Accordingly, he popped a wide ball out to his five-eighth to pivot off the left boot, slice past Ramien, bust through Kennedy and reach out an arm to plant the footy down five metres outside the right post. No Penrith player gees up the crowd quite like Luai after he scores, and he was fully pumped now, gathering the stadium around him with the double rush that comes from winning a game with so many unexpected swings towards the underdogs, as Cleary sliced through the extras to make it a 20-10 lead, and yet another Penrith home victory.
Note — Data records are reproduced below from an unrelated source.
//! Externally provided capability instances.
//!
//! Before deriving a type structurally the engine asks an [`InstanceSource`]
//! for an existing instance. A hit always wins, even for types that could be
//! derived. An instance may itself require instances for other types (a
//! `Show<List<T>>` needs a `Show<T>`); those requirements are resolved by the
//! engine as chained capabilities.

use std::fmt;
use std::rc::Rc;

use rustc_hash::FxHashMap;
use thiserror::Error;

use crate::knot::Binding;
use crate::ty::Ty;
use crate::unify::{freshen, freshen_with, InferCtx, TypeParams};

type BuildFn<I> = dyn Fn(&[Binding<I>]) -> I;

/// Lookup of pre-existing instances for one capability.
pub trait InstanceSource<I> {
    /// An instance for exactly `ty`, if one exists.
    fn lookup_direct(&self, ty: &Ty) -> Option<DirectInstance<I>>;
}

/// A registry hit, not yet built.
pub struct DirectInstance<I> {
    /// Human-readable origin, e.g. `Show<List<T>>`.
    pub origin: String,
    /// Concrete types whose instances must be resolved first, in the order
    /// the builder expects them.
    pub requires: Vec<Ty>,
    build: Rc<BuildFn<I>>,
}

impl<I> DirectInstance<I> {
    pub fn new(
        origin: impl Into<String>,
        requires: Vec<Ty>,
        build: impl Fn(&[Binding<I>]) -> I + 'static,
    ) -> Self {
        DirectInstance {
            origin: origin.into(),
            requires,
            build: Rc::new(build),
        }
    }

    /// Build the instance from resolved requirement bindings.
    pub fn build(&self, deps: &[Binding<I>]) -> I {
        (self.build)(deps)
    }
}

impl<I> fmt::Debug for DirectInstance<I> {
    fn fmt(&self, f: &mut fmt::Formatter<'_>) -> fmt::Result {
        f.debug_struct("DirectInstance")
            .field("origin", &self.origin)
            .field("requires", &self.requires)
            .finish()
    }
}

/// A source with no instances at all.
#[derive(Clone, Copy, Debug, Default)]
pub struct NoInstances;

impl<I> InstanceSource<I> for NoInstances {
    fn lookup_direct(&self, _ty: &Ty) -> Option<DirectInstance<I>> {
        None
    }
}

#[derive(Debug, Clone, PartialEq, Eq, Error)]
pub enum RegistryError {
    #[error("instance for `{new}` overlaps the instance already registered for `{existing}`")]
    Overlapping { new: String, existing: String },
    #[error("instance pattern `{0}` has no head constructor")]
    NoHead(String),
}

/// A registered instance rule: `pattern` with type parameters, the
/// requirements it needs (in terms of those parameters), and a builder.
pub struct InstanceRule<I> {
    pattern: Ty,
    params: Vec<String>,
    exact: bool,
    requires: Vec<Ty>,
    build: Rc<BuildFn<I>>,
}

impl<I> InstanceRule<I> {
    /// A rule for a concrete type with no requirements.
    pub fn new(pattern: Ty, build: impl Fn(&[Binding<I>]) -> I + 'static) -> Self {
        InstanceRule {
            pattern,
            params: Vec::new(),
            exact: false,
            requires: Vec::new(),
            build: Rc::new(build),
        }
    }

    /// Treat exactly these names as type parameters. Without this, any
    /// single uppercase letter in the pattern is one.
    pub fn with_params(mut self, params: Vec<String>) -> Self {
        self.params = params;
        self.exact = true;
        self
    }

    /// Requirement types, e.g. `T` for `Show<List<T>>`.
    pub fn requires(mut self, requires: Vec<Ty>) -> Self {
        self.requires = requires;
        self
    }

    pub fn pattern(&self) -> &Ty {
        &self.pattern
    }

    fn type_params(&self) -> TypeParams<'_> {
        if self.exact {
            TypeParams::Exact(&self.params)
        } else {
            TypeParams::Implicit(&self.params)
        }
    }
}

/// The stock [`InstanceSource`]: rules keyed by head constructor, matched
/// structurally by temporary unification.
pub struct InstanceRegistry<I> {
    capability: String,
    rules: FxHashMap<String, Vec<InstanceRule<I>>>,
}

impl<I> InstanceRegistry<I> {
    pub fn new(capability: impl Into<String>) -> Self {
        InstanceRegistry {
            capability: capability.into(),
            rules: FxHashMap::default(),
        }
    }

    pub fn capability(&self) -> &str {
        &self.capability
    }

    pub fn len(&self) -> usize {
        self.rules.values().map(Vec::len).sum()
    }

    pub fn is_empty(&self) -> bool {
        self.len() == 0
    }

    /// Register a rule. Two rules whose patterns unify would make lookup
    /// ambiguous, so the second is rejected.
    pub fn register(&mut self, rule: InstanceRule<I>) -> Result<(), RegistryError> {
        let head = match rule.pattern.head() {
            Some((name, _)) => name.to_string(),
            None => return Err(RegistryError::NoHead(rule.pattern.to_string())),
        };
        let existing = self.rules.entry(head).or_default();
        for other in existing.iter() {
            let mut ctx = InferCtx::new();
            let (a, _) = freshen(&other.pattern, other.type_params(), &mut ctx);
            let (b, _) = freshen(&rule.pattern, rule.type_params(), &mut ctx);
            if ctx.unify(a, b).is_ok() {
                return Err(RegistryError::Overlapping {
                    new: rule.pattern.to_string(),
                    existing: other.pattern.to_string(),
                });
            }
        }
        existing.push(rule);
        Ok(())
    }

    /// Convenience for a concrete, requirement-free instance.
    pub fn insert(&mut self, ty: Ty, instance: I) -> Result<(), RegistryError>
    where
        I: Clone + 'static,
    {
        self.register(InstanceRule::new(ty, move |_| instance.clone()))
    }
}

impl<I> InstanceSource<I> for InstanceRegistry<I> {
    fn lookup_direct(&self, ty: &Ty) -> Option<DirectInstance<I>> {
        let (head, _) = ty.head()?;
        for rule in self.rules.get(head)? {
            let mut ctx = InferCtx::new();
            let mut map = FxHashMap::default();
            let pattern = freshen_with(&rule.pattern, rule.type_params(), &mut ctx, &mut map);
            if ctx.unify(pattern, ty.clone()).is_err() {
                continue;
            }
            let requires: Vec<Ty> = rule
                .requires
                .iter()
                .map(|r| {
                    let fresh = freshen_with(r, rule.type_params(), &mut ctx, &mut map);
                    ctx.resolve(fresh)
                })
                .collect();
            if requires.iter().any(|r| !r.is_concrete()) {
                // A requirement mentions a parameter the pattern never binds.
                continue;
            }
            return Some(DirectInstance {
                origin: format!("{}<{}>", self.capability, rule.pattern),
                requires,
                build: Rc::clone(&rule.build),
            });
        }
        None
    }
}

#[cfg(test)]
mod tests {
    use super::*;

    fn list_rule() -> InstanceRule<String> {
        InstanceRule::new(Ty::list(Ty::con("T")), |deps| format!("list of {}", deps.len()))
            .requires(vec![Ty::con("T")])
    }

    #[test]
    fn concrete_lookup() {
        let mut registry = InstanceRegistry::new("Show");
        registry.insert(Ty::int(), "int".to_string()).unwrap();

        let hit = registry.lookup_direct(&Ty::int()).unwrap();
        assert!(hit.requires.is_empty());
        assert_eq!(hit.build(&[]), "int");
        assert_eq!(hit.origin, "Show<Int>");
        assert!(registry.lookup_direct(&Ty::string()).is_none());
    }

    #[test]
    fn generic_rule_resolves_requirements() {
        let mut registry = InstanceRegistry::new("Show");
        registry.register(list_rule()).unwrap();

        let hit = registry.lookup_direct(&Ty::list(Ty::con("Node"))).unwrap();
        assert_eq!(hit.requires, vec![Ty::con("Node")]);
        assert_eq!(hit.origin, "Show<List<T>>");

        let nested = registry.lookup_direct(&Ty::list(Ty::list(Ty::int()))).unwrap();
        assert_eq!(nested.requires, vec![Ty::list(Ty::int())]);
    }

    #[test]
    fn no_false_positive_on_other_constructor() {
        let mut registry = InstanceRegistry::new("Show");
        registry.register(list_rule()).unwrap();
        assert!(registry.lookup_direct(&Ty::app("Set", vec![Ty::int()])).is_none());
        assert!(registry.lookup_direct(&Ty::con("List")).is_none());
    }

    #[test]
    fn overlapping_rules_rejected() {
        let mut registry = InstanceRegistry::new("Show");
        registry.register(list_rule()).unwrap();
        let err = registry
            .insert(Ty::list(Ty::int()), "ints".to_string())
            .unwrap_err();
        assert_eq!(
            err,
            RegistryError::Overlapping {
                new: "List<Int>".to_string(),
                existing: "List<T>".to_string(),
            }
        );
        assert_eq!(registry.len(), 1);
    }

    #[test]
    fn distinct_concrete_rules_coexist() {
        let mut registry = InstanceRegistry::new("Eq");
        registry.insert(Ty::int(), 1u8).unwrap();
        registry.insert(Ty::string(), 2u8).unwrap();
        registry.insert(Ty::bool(), 3u8).unwrap();
        assert_eq!(registry.len(), 3);
        assert_eq!(registry.lookup_direct(&Ty::string()).unwrap().build(&[]), 2);
    }

    #[test]
    fn exact_params_make_single_letters_concrete() {
        let mut registry: InstanceRegistry<u8> = InstanceRegistry::new("Show");
        let pair = Ty::app("Pair", vec![Ty::con("X"), Ty::con("T")]);
        registry
            .register(
                InstanceRule::new(pair, |deps| deps.len() as u8)
                    .with_params(vec!["T".to_string()])
                    .requires(vec![Ty::con("T")]),
            )
            .unwrap();

        let hit = registry
            .lookup_direct(&Ty::app("Pair", vec![Ty::con("X"), Ty::int()]))
            .unwrap();
        assert_eq!(hit.requires, vec![Ty::int()]);
        assert!(registry
            .lookup_direct(&Ty::app("Pair", vec![Ty::int(), Ty::int()]))
            .is_none());
    }

    #[test]
    fn unbound_requirement_is_skipped() {
        let mut registry: InstanceRegistry<u8> = InstanceRegistry::new("Show");
        registry
            .register(InstanceRule::new(Ty::int(), |_| 0).requires(vec![Ty::con("U")]))
            .unwrap();
        assert!(registry.lookup_direct(&Ty::int()).is_none());
    }
}
//! The weave derivation checker.
//!
//! Provides the `weavec` command:
//!
//! - `weavec check <path>` - Run every `derive` in a schema and report failures
//!
//! `<path>` is a `.weave` file, a `weave.toml` manifest, or a directory
//! containing one.
//!
//! Options:
//! - `--explain` - Print the resolution trace of each successful derive
//! - `--json` - Output diagnostics as JSON (one object per line)
//! - `--no-color` - Disable colorized output
//! - `-v` / `-q` - More or less logging on stderr

mod check;
mod manifest;

use std::path::PathBuf;
use std::process;

use clap::{ArgAction, Parser, Subcommand};

use crate::check::CheckFlags;

#[derive(Parser)]
#[command(name = "weavec", version, about = "The weave derivation checker")]
struct Cli {
    /// Increase logging verbosity (-v, -vv, -vvv)
    #[arg(short, long, action = ArgAction::Count, global = true)]
    verbose: u8,

    /// Silence all logging
    #[arg(short, long, global = true, conflicts_with = "verbose")]
    quiet: bool,

    #[command(subcommand)]
    command: Commands,
}

#[derive(Subcommand)]
enum Commands {
    /// Run every derive declared in a schema
    Check {
        /// A .weave file, a weave.toml manifest, or a directory containing weave.toml
        path: PathBuf,

        /// Print how each successful derive was resolved
        #[arg(long)]
        explain: bool,

        /// Output diagnostics as JSON (one object per line) instead of human-readable format
        #[arg(long)]
        json: bool,

        /// Disable colorized output
        #[arg(long = "no-color")]
        no_color: bool,
    },
}

fn main() {
    let cli = Cli::parse();
    setup_logging(cli.verbose, cli.quiet);

    match cli.command {
        Commands::Check {
            path,
            explain,
            json,
            no_color,
        } => {
            let flags = CheckFlags {
                explain,
                json,
                no_color,
            };
            match check::check(&path, flags) {
                Ok(true) => {}
                Ok(false) => process::exit(1),
                Err(e) => {
                    if json {
                        let msg = serde_json::json!({
                            "code": "C0001",
                            "severity": "error",
                            "message": e.to_string(),
                            "file": path.display().to_string(),
                            "spans": [],
                            "path": [],
                        });
                        eprintln!("{}", msg);
                    } else {
                        eprintln!("error: {}", e);
                    }
                    process::exit(1);
                }
            }
        }
    }
}

/// Unresolved leaves are also logged at `warn`; by default only the rendered
/// diagnostics are shown, unless `RUST_LOG` says otherwise.
fn setup_logging(verbose: u8, quiet: bool) {
    use tracing_subscriber::{layer::SubscriberExt, util::SubscriberInitExt, EnvFilter};

    let filter = if quiet {
        EnvFilter::new("off")
    } else {
        match verbose {
            0 => EnvFilter::try_from_default_env().unwrap_or_else(|_| EnvFilter::new("error")),
            1 => EnvFilter::new("info"),
            2 => EnvFilter::new("debug"),
            _ => EnvFilter::new("trace"),
        }
    };

    let formatter = tracing_subscriber::fmt::layer()
        .with_target(false)
        .with_writer(std::io::stderr);

    // Only fails if a subscriber is already installed.
    let _ = tracing_subscriber::registry()
        .with(formatter)
        .with(filter)
        .try_init();
}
This was still a staunch showing from Cronulla, who are third on the ladder, between Brisbane and North Queensland, but still light years behind the Panthers when it comes to points, at 318-106. They’ll be looking to consolidate further when they host the Bunnies for a big one at Shark Park next Saturday, while Penrith will be raring to put more points on the board and deliver a few spectacle plays when they rock up to the CommBank cauldron to take on Parramatta – the only team that has managed to disrupt their sublime streak in 2022.